◆ **DATA TO USE**:
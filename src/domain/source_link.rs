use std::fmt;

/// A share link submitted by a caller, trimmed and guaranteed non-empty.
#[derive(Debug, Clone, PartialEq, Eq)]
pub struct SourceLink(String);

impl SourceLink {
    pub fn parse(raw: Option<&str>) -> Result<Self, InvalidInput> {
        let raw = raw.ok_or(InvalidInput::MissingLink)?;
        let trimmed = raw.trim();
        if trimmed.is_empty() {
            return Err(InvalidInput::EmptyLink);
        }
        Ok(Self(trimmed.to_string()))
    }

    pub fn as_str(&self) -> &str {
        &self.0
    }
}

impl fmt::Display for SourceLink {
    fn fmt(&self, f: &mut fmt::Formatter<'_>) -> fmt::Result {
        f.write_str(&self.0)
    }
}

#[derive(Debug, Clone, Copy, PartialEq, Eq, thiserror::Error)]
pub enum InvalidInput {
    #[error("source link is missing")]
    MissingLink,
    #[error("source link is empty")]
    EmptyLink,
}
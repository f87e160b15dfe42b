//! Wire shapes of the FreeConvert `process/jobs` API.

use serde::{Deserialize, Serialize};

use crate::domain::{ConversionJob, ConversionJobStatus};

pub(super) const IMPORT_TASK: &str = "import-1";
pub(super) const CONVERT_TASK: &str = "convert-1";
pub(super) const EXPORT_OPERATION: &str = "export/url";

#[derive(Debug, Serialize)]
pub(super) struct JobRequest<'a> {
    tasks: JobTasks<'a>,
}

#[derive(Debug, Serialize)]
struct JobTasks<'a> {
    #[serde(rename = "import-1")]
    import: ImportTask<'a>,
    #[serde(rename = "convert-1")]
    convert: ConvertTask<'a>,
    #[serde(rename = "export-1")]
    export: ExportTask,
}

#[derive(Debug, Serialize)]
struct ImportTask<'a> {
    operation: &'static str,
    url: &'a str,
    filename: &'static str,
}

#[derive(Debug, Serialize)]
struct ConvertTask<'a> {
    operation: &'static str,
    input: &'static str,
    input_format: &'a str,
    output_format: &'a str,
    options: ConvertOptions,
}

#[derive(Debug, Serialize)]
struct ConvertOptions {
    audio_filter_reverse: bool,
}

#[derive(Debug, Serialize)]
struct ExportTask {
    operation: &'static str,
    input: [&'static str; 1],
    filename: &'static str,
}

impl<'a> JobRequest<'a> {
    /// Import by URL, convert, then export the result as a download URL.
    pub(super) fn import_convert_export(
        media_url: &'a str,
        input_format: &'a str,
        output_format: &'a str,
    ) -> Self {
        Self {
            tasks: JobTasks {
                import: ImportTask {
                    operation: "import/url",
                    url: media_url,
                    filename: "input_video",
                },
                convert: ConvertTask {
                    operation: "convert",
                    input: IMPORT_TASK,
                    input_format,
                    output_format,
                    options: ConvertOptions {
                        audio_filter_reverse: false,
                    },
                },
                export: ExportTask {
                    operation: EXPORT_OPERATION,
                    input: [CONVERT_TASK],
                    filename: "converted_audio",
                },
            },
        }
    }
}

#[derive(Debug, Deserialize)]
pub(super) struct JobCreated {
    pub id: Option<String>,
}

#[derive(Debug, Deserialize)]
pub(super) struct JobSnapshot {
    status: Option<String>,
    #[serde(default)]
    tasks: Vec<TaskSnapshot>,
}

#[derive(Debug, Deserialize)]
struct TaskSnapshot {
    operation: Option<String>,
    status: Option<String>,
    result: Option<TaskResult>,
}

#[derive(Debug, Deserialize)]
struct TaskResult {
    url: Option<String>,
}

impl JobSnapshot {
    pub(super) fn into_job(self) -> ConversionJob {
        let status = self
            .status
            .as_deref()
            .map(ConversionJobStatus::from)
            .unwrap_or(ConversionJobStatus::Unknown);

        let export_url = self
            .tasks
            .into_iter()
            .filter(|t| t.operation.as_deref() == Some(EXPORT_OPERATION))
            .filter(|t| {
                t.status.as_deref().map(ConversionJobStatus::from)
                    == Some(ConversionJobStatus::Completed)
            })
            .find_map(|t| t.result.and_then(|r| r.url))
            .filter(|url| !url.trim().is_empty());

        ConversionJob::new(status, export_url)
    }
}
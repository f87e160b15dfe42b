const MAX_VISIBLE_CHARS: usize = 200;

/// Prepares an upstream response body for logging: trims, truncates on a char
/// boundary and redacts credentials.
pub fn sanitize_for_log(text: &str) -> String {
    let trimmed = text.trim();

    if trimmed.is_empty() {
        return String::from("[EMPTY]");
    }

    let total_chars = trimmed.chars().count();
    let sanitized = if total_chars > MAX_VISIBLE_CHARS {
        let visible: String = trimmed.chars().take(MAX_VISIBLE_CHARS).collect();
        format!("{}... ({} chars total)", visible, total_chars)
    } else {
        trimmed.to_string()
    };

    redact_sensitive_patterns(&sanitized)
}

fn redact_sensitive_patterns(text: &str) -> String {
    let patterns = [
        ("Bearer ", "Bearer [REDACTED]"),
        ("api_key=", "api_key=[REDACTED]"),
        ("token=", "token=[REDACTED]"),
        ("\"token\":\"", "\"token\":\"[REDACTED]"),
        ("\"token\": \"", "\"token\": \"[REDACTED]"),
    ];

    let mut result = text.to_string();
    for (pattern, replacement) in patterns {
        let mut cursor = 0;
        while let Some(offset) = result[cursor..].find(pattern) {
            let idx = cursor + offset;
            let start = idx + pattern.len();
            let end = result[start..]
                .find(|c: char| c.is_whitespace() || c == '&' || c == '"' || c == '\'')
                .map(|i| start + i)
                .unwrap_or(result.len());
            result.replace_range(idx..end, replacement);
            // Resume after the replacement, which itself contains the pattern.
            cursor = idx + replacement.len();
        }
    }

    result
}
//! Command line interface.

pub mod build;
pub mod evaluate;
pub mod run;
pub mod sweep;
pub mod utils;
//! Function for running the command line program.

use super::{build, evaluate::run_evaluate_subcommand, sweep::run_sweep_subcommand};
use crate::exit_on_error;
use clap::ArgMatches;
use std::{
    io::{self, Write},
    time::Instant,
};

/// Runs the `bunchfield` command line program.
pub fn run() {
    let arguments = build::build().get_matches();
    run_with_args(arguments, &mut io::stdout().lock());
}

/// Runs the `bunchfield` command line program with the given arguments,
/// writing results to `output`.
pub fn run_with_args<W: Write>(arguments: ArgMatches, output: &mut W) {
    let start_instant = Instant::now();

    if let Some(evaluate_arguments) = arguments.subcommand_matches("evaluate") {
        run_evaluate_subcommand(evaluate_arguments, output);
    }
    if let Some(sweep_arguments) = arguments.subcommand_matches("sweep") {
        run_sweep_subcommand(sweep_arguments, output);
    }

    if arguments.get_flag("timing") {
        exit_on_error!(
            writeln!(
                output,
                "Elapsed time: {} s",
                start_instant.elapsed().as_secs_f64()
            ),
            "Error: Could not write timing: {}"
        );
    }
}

◆ **INSTRUCTIONS FOR THE TASK**: Every line above that holds the word "MissingLink" is to be found and copied.

◆ **RESULT FOR THIS TASK**:
        let raw = raw.ok_or(InvalidInput::MissingLink)?;
    MissingLink,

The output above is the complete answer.